Dear Rep. Harriet Hageman:

It was with at first interest, and then dismay and sadness that I read the letter associated with your “Protect Our Rights” form that I received in the mail. I had hoped that I would have encountered a thoughtful discussion of the many issues before us as Americans in today’s world but instead was presented with a negative diatribe against the current administration.

Among the more disturbing portions of the letter were the apparently deliberate untruths printed in the letter. For example, you state that Republican investigations have exposed, “How Joe Biden sold out our country to foreign adversaries to enrich himself and his family at the expense of our national security.”

Yet you cite no specific evidence to back up that statement. Furthermore, I have seen no credible media sources reporting the existence of any such evidence. I cannot be other than deeply concerned and disappointed that my lone representative in the House would stoop to spreading falsehoods in a re-election bid.

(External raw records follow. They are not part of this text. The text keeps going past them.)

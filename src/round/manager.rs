//! The process-wide index of active rounds.
//!
//! Readers resolve rounds and the latest-round pointer without taking the
//! write lock; writers are rare (one insert and one delete per round).

use std::{collections::HashMap, convert::TryFrom, sync::Arc};

use arc_swap::ArcSwapOption;
use parking_lot::RwLock;
use thiserror::Error;

use crate::{
    phase::{Phase, PhaseType},
    round::round::{Round, RoundError},
    RoundId,
};

/// An error produced by manager lookups.
#[derive(Debug, Error)]
pub enum ManagerError {
    /// A message referenced a round this node does not hold.
    #[error("round {0} not found")]
    RoundNotFound(RoundId),
    /// A phase ordinal outside the phase enumeration.
    #[error("phase ordinal {0} is out of range")]
    InvalidPhaseOrdinal(u8),
    #[error(transparent)]
    Round(#[from] RoundError),
}

/// The concurrent map from round identifier to round, plus the latest
/// round pointer.
#[derive(Default)]
pub struct RoundManager {
    rounds: RwLock<HashMap<RoundId, Arc<Round>>>,
    latest: ArcSwapOption<Round>,
}

impl RoundManager {
    pub fn new() -> Self {
        Self::default()
    }

    /// Indexes a round and makes it the latest.
    pub fn add_round(&self, round: Arc<Round>) {
        self.rounds.write().insert(round.id(), Arc::clone(&round));
        self.latest.store(Some(Arc::clone(&round)));
        debug!(round = round.id(), "round registered");
    }

    pub fn get_round(&self, id: RoundId) -> Result<Arc<Round>, ManagerError> {
        self.rounds
            .read()
            .get(&id)
            .cloned()
            .ok_or(ManagerError::RoundNotFound(id))
    }

    /// The most recently added round, if any.
    pub fn latest_round(&self) -> Option<Arc<Round>> {
        self.latest.load_full()
    }

    /// Unindexes a round. Idempotent; the round's memory is released when
    /// the last outstanding handle drops.
    pub fn delete_round(&self, id: RoundId) {
        let removed = self.rounds.write().remove(&id);
        if let Some(round) = &removed {
            let latest = self.latest.load();
            if latest.as_ref().map(|l| l.id()) == Some(round.id()) {
                self.latest.store(None);
            }
            debug!(round = id, "round unregistered");
        }
    }

    /// The number of indexed rounds.
    pub fn len(&self) -> usize {
        self.rounds.read().len()
    }

    pub fn is_empty(&self) -> bool {
        self.rounds.read().is_empty()
    }

    /// Resolves a phase by round identifier and phase-type ordinal,
    /// validating the ordinal against the enumeration.
    pub fn get_phase(&self, id: RoundId, ordinal: u8) -> Result<Arc<Phase>, ManagerError> {
        let phase_type =
            PhaseType::try_from(ordinal).map_err(|_| ManagerError::InvalidPhaseOrdinal(ordinal))?;
        let round = self.get_round(id)?;
        Ok(round.phase(phase_type)?)
    }

    /// Combines round lookup and tag dispatch.
    pub async fn handle_incoming_comm(
        &self,
        id: RoundId,
        tag: &str,
    ) -> Result<Arc<Phase>, ManagerError> {
        let round = self.get_round(id)?;
        Ok(round.handle_incoming_comm(tag).await?)
    }
}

You speak long and forcibly about rights. Individual and legal rights are important. That is why our founders created the Bill of Rights. How those rights are understood and lived out, however, is a different matter. Americans have different understandings and interpretations of our rights and therefore need to be in cooperative conversation about them to develop a consensus of how we are to honor and preserve them.

What I did not find in your letter and rarely in the discussions around rights is the concept of responsibilities. We seem eager to “defend our rights” but less willing to accept the responsibilities of participating in our democratic form of government.

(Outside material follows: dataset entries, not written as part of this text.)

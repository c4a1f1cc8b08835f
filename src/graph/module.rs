//! A unit of graph work: consumes a chunk, calls its cryptop, emits the
//! chunk downstream.

use super::{chunk::Chunk, stream::Stream, stream::StreamError};

/// The preferred chunk width of a module's input channel.
#[derive(Debug, Clone, Copy, PartialEq, Eq)]
pub enum InputSize {
    /// Let the graph pick a width from the batch size and thread count.
    Auto,
    /// Deliver chunks of at most this many slots.
    Fixed(u32),
}

/// The number of workers dedicated to a module.
#[derive(Debug, Clone, Copy, PartialEq, Eq)]
pub enum ThreadCount {
    /// Use the graph's configured default.
    Auto,
    /// Spawn exactly this many workers.
    Fixed(u32),
}

/// A module of a dataflow graph.
///
/// `adapt` is conceptually pure over its input chunk: it reads and writes
/// only the slots in `chunk`, through the stream. A returned error is
/// terminal for the graph and surfaces through the graph's error handler;
/// per-slot client failures are not errors and go through the client
/// failure reporter instead.
pub trait Module<S: Stream>: Send + Sync + 'static {
    /// The module's name, used in metrics and failure reports.
    fn name(&self) -> &'static str;

    /// The preferred input chunk width.
    fn input_size(&self) -> InputSize {
        InputSize::Auto
    }

    /// The worker count for this module.
    fn num_threads(&self) -> ThreadCount {
        ThreadCount::Auto
    }

    /// The fraction of the expanded batch that must be enqueued before this
    /// module starts processing. Zero starts immediately.
    fn start_threshold(&self) -> f32 {
        0.0
    }

    /// Processes one chunk against the stream.
    fn adapt(&self, stream: &S, chunk: Chunk) -> Result<(), StreamError>;
}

Are we not, in a democracy, responsible for fully educating and informing ourselves about all aspects of issues and controversies? Do we not have a responsibility to see other points of view? Are we not called to consider reasonable compromise when seeking to solve problems?

Do I not, as a citizen and voter in Wyoming, have the right to expect the members of my congressional delegation to do their jobs in good faith both reasonably and responsibly?

We are facing a government shutdown if another continuing resolution is not passed to fund that government. What are you doing to make that happen?

Are you supporting your speaker to get a vote in the House on the compromise bill just out of the Senate to buy time to work on the many other issues before congress? Or do you see your mission as simply one to obstruct the work you and Congress are called to do? (Editor’s note: Hageman voted “no” on the bill to continue to fund the government.)

You stated in your letter that you are “fighting … for All Americans.” Really? Based on your letter you are clearly not working for me. So, no, I will not send you money. Instead, I will support local efforts to help improve the lives of Uinta County residents as best I can.